START Entries supplied

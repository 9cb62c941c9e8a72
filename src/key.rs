//! Key normalization: length validation plus a precomputed FNV-1a digest.

/// Maximum key length in bytes. Longer keys are rejected at the API
/// boundary as a caller contract violation.
pub const MAX_KEY_LEN: usize = 36;

const FNV_OFFSET_BASIS: u64 = 14695981039346656037;
const FNV_PRIME: u64 = 1099511628211;

/// FNV-1a digest of a byte sequence.
pub(crate) fn fnv1a(bytes: &[u8]) -> u64 {
    let mut hash = FNV_OFFSET_BASIS;
    for &byte in bytes {
        hash ^= u64::from(byte);
        hash = hash.wrapping_mul(FNV_PRIME);
    }
    hash
}

/// An owned key plus its digest, computed exactly once at construction.
///
/// All bucket math runs on the stored digest; the raw bytes are only
/// consulted to confirm equality after a digest match.
#[derive(Debug)]
pub(crate) struct Key {
    raw: String,
    digest: u64,
}

fn check_length(raw: &str) {
    assert!(
        raw.len() <= MAX_KEY_LEN,
        "key exceeds {} bytes (got {})",
        MAX_KEY_LEN,
        raw.len()
    );
}

impl Key {
    /// Normalize a raw key.
    ///
    /// # Panics
    /// Panics if `raw` exceeds [`MAX_KEY_LEN`] bytes. Oversized keys are
    /// a programming error on the caller's side, not a recoverable
    /// condition.
    pub(crate) fn new(raw: &str) -> Self {
        check_length(raw);
        Self {
            digest: fnv1a(raw.as_bytes()),
            raw: raw.to_owned(),
        }
    }

    pub(crate) fn raw(&self) -> &str {
        &self.raw
    }

    pub(crate) fn digest(&self) -> u64 {
        self.digest
    }
}

impl PartialEq for Key {
    fn eq(&self, other: &Self) -> bool {
        // Digest first: a mismatch skips the byte comparison entirely.
        self.digest == other.digest && self.raw == other.raw
    }
}

impl Eq for Key {}

/// Borrowed counterpart to [`Key`] for the read paths: same length
/// contract and digest, no allocation.
#[derive(Debug)]
pub(crate) struct KeyRef<'a> {
    raw: &'a str,
    digest: u64,
}

impl<'a> KeyRef<'a> {
    /// Normalize a raw key for lookup.
    ///
    /// # Panics
    /// Panics if `raw` exceeds [`MAX_KEY_LEN`] bytes, as [`Key::new`]
    /// does.
    pub(crate) fn new(raw: &'a str) -> Self {
        check_length(raw);
        Self {
            digest: fnv1a(raw.as_bytes()),
            raw,
        }
    }

    pub(crate) fn digest(&self) -> u64 {
        self.digest
    }
}

impl PartialEq<KeyRef<'_>> for Key {
    fn eq(&self, other: &KeyRef<'_>) -> bool {
        self.digest == other.digest && self.raw == other.raw
    }
}

#[cfg(test)]
mod tests {
    use super::*;

    /// Invariant: the digest matches the published FNV-1a-64 vectors.
    #[test]
    fn fnv1a_known_vectors() {
        assert_eq!(fnv1a(b""), 0xcbf2_9ce4_8422_2325);
        assert_eq!(fnv1a(b"a"), 0xaf63_dc4c_8601_ec8c);
        assert_eq!(fnv1a(b"foobar"), 0x8594_4171_f739_67e8);
    }

    /// Invariant: the digest is fixed at construction and equals the
    /// digest of the raw bytes.
    #[test]
    fn digest_computed_once_from_raw() {
        let key = Key::new("foo-1");
        assert_eq!(key.digest(), fnv1a(b"foo-1"));
        assert_eq!(key.raw(), "foo-1");
    }

    /// Invariant: a key of exactly `MAX_KEY_LEN` bytes is accepted.
    #[test]
    fn key_at_limit_is_accepted() {
        let raw = "x".repeat(MAX_KEY_LEN);
        let key = Key::new(&raw);
        assert_eq!(key.raw().len(), MAX_KEY_LEN);
    }

    /// Invariant: an oversized key panics; the contract is fatal.
    #[test]
    fn oversized_key_panics() {
        use std::panic::{catch_unwind, AssertUnwindSafe};
        let raw = "7".repeat(69);
        let res = catch_unwind(AssertUnwindSafe(|| Key::new(&raw)));
        assert!(res.is_err(), "expected panic for a 69-byte key");
    }

    /// Invariant: key equality is byte equality; equal digests alone are
    /// not consulted for unequal bytes.
    #[test]
    fn equality_follows_raw_bytes() {
        assert_eq!(Key::new("alpha"), Key::new("alpha"));
        assert_ne!(Key::new("alpha"), Key::new("beta"));
    }

    /// Invariant: the borrowed lookup key carries the same digest as the
    /// owned key and compares equal to it for equal bytes, so the read
    /// paths probe identically to the insert path.
    #[test]
    fn key_ref_matches_owned_key() {
        let owned = Key::new("foo-1");
        let borrowed = KeyRef::new("foo-1");
        assert_eq!(borrowed.digest(), owned.digest());
        assert!(owned == borrowed);
        assert!(!(Key::new("foo-2") == borrowed));
    }

    /// Invariant: the borrowed lookup key enforces the same length
    /// contract as the owned key.
    #[test]
    fn oversized_key_ref_panics() {
        use std::panic::{catch_unwind, AssertUnwindSafe};
        let raw = "7".repeat(69);
        let res = catch_unwind(AssertUnwindSafe(|| KeyRef::new(&raw)));
        assert!(res.is_err(), "expected panic for a 69-byte lookup key");
    }
}
use std::sync::atomic::{AtomicBool, AtomicU64, Ordering};
use std::sync::Arc;

use serde::{Deserialize, Serialize};

use crate::StorePath;

#[derive(Debug, Clone, Copy, PartialEq, Eq, Serialize, Deserialize)]
pub enum NodeKind {
    File,
    Dir,
}

/// Store-reported metadata snapshot for one path, as returned by `stat`.
#[derive(Debug, Clone, Serialize, Deserialize)]
pub struct StatusInfo {
    pub kind: NodeKind,
    pub size: u64,
    pub block_size: u64,
    /// Seconds since the epoch, store clock.
    pub modify_time: u64,
    pub access_time: u64,
    /// Permission bits in the usual unix layout.
    pub mode: u32,
}

impl StatusInfo {
    pub fn new_file(size: u64, block_size: u64) -> Self {
        Self {
            kind: NodeKind::File,
            size,
            block_size,
            modify_time: 0,
            access_time: 0,
            mode: 0o644,
        }
    }

    pub fn new_dir() -> Self {
        Self {
            kind: NodeKind::Dir,
            size: 0,
            block_size: 0,
            modify_time: 0,
            access_time: 0,
            mode: 0o755,
        }
    }
}

struct StatusState {
    path: StorePath,
    kind: NodeKind,
    block_size: u64,
    remote_size: u64,
    modify_time: u64,
    access_time: u64,
    mode: u32,
    /// Client-side size view. Starts at `remote_size`; writes may only grow
    /// it, truncate rewrites it.
    local_size: AtomicU64,
    /// Sticky. Once set, every cache lookup for this path must miss until a
    /// fresh snapshot replaces the entry.
    dirty: AtomicBool,
}

/// Shared client view of one path's metadata.
///
/// Cloning is cheap and every clone observes the same dirty flag and size
/// view, so a handle closing with modifications is immediately visible to the
/// metadata cache holding the same status.
#[derive(Clone)]
pub struct FileStatus {
    state: Arc<StatusState>,
}

impl FileStatus {
    pub fn new(path: StorePath, info: &StatusInfo) -> Self {
        Self {
            state: Arc::new(StatusState {
                path,
                kind: info.kind,
                block_size: info.block_size,
                remote_size: info.size,
                modify_time: info.modify_time,
                access_time: info.access_time,
                mode: info.mode,
                local_size: AtomicU64::new(info.size),
                dirty: AtomicBool::new(false),
            }),
        }
    }

    pub fn path(&self) -> &StorePath {
        &self.state.path
    }

    pub fn kind(&self) -> NodeKind {
        self.state.kind
    }

    pub fn is_file(&self) -> bool {
        self.state.kind == NodeKind::File
    }

    pub fn is_dir(&self) -> bool {
        self.state.kind == NodeKind::Dir
    }

    pub fn block_size(&self) -> u64 {
        self.state.block_size
    }

    /// Current size as seen by this client: the remote-reported size unless a
    /// local write extended it or a truncate rewrote it.
    pub fn size(&self) -> u64 {
        self.state.local_size.load(Ordering::SeqCst)
    }

    /// Size the store reported when this snapshot was taken.
    pub fn remote_size(&self) -> u64 {
        self.state.remote_size
    }

    /// `Some(size)` when the local view diverged from the remote snapshot.
    pub fn local_size_override(&self) -> Option<u64> {
        let local = self.size();
        if local != self.state.remote_size {
            Some(local)
        } else {
            None
        }
    }

    pub fn modify_time(&self) -> u64 {
        self.state.modify_time
    }

    pub fn access_time(&self) -> u64 {
        self.state.access_time
    }

    pub fn mode(&self) -> u32 {
        self.state.mode
    }

    pub fn is_dirty(&self) -> bool {
        self.state.dirty.load(Ordering::SeqCst)
    }

    /// Mark this snapshot stale. There is no way back, a fresh `stat` must
    /// produce a replacement.
    pub fn set_dirty(&self) {
        self.state.dirty.store(true, Ordering::SeqCst);
    }

    /// Record that a write extended the file. Only ever grows the size view:
    /// a smaller value than the current view is ignored.
    pub fn notify_size_changed(&self, new_size: u64) {
        self.state.local_size.fetch_max(new_size, Ordering::SeqCst);
    }

    /// Rewrite the size view unconditionally, used by truncate where the new
    /// size may shrink below the remote-reported one.
    pub fn force_size(&self, new_size: u64) {
        self.state.local_size.store(new_size, Ordering::SeqCst);
    }
}

impl std::fmt::Debug for FileStatus {
    fn fmt(&self, f: &mut std::fmt::Formatter<'_>) -> std::fmt::Result {
        f.debug_struct("FileStatus")
            .field("path", &self.state.path)
            .field("kind", &self.state.kind)
            .field("size", &self.size())
            .field("block_size", &self.state.block_size)
            .field("dirty", &self.is_dirty())
            .finish()
    }
}
//! Core vocabulary for the blockfs client stack.
//!
//! This crate defines what every store backend and every client layer must
//! agree on: the error type, the path key, file status snapshots, block
//! addressing arithmetic, and the asynchronous `RemoteStoreClient` trait.

mod block;
mod client;
mod mem_store;
mod path;
mod status;

pub use block::*;
pub use client::*;
pub use mem_store::*;
pub use path::*;
pub use status::*;

use thiserror::Error;

#[derive(Error, Debug)]
pub enum BfsError {
    #[error("invalid parameter: {0}")]
    InvalidParam(String),
    #[error("not found: {0}")]
    NotFound(String),
    #[error("already exists: {0}")]
    AlreadyExists(String),
    #[error("not a file: {0}")]
    NotFile(String),
    #[error("not a directory: {0}")]
    NotDirectory(String),
    #[error("I/O error: {0}")]
    IoError(String),
    #[error("remote store error: {0}")]
    RemoteError(String),
    #[error("invalid data: {0}")]
    InvalidData(String),
    #[error("invalid state: {0}")]
    InvalidState(String),
    #[error("permission denied: {0}")]
    PermissionDenied(String),
    #[error("unsupported operation: {0}")]
    Unsupported(String),
}

impl BfsError {
    pub fn is_not_found(&self) -> bool {
        matches!(self, BfsError::NotFound(_))
    }

    pub fn is_permission_denied(&self) -> bool {
        matches!(self, BfsError::PermissionDenied(_))
    }
}

pub type BfsResult<T> = std::result::Result<T, BfsError>;

impl From<std::io::Error> for BfsError {
    fn from(err: std::io::Error) -> Self {
        BfsError::IoError(err.to_string())
    }
}

/// Block size handed to newly created files when the caller does not pick one.
pub const DEFAULT_BLOCK_SIZE: u64 = 4 * 1024 * 1024;

#[cfg(test)]
mod tests {
    use super::*;

    #[test]
    fn test_error_predicates_and_io_mapping() {
        assert!(BfsError::NotFound("x".to_string()).is_not_found());
        assert!(!BfsError::InvalidParam("x".to_string()).is_not_found());
        assert!(BfsError::PermissionDenied("x".to_string()).is_permission_denied());

        let err: BfsError = std::io::Error::new(std::io::ErrorKind::Other, "boom").into();
        assert!(matches!(err, BfsError::IoError(_)));
    }
}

END Entries supplied

### Task statement
Please report only the number of lines above that include "FileStatus".

### The completed task
4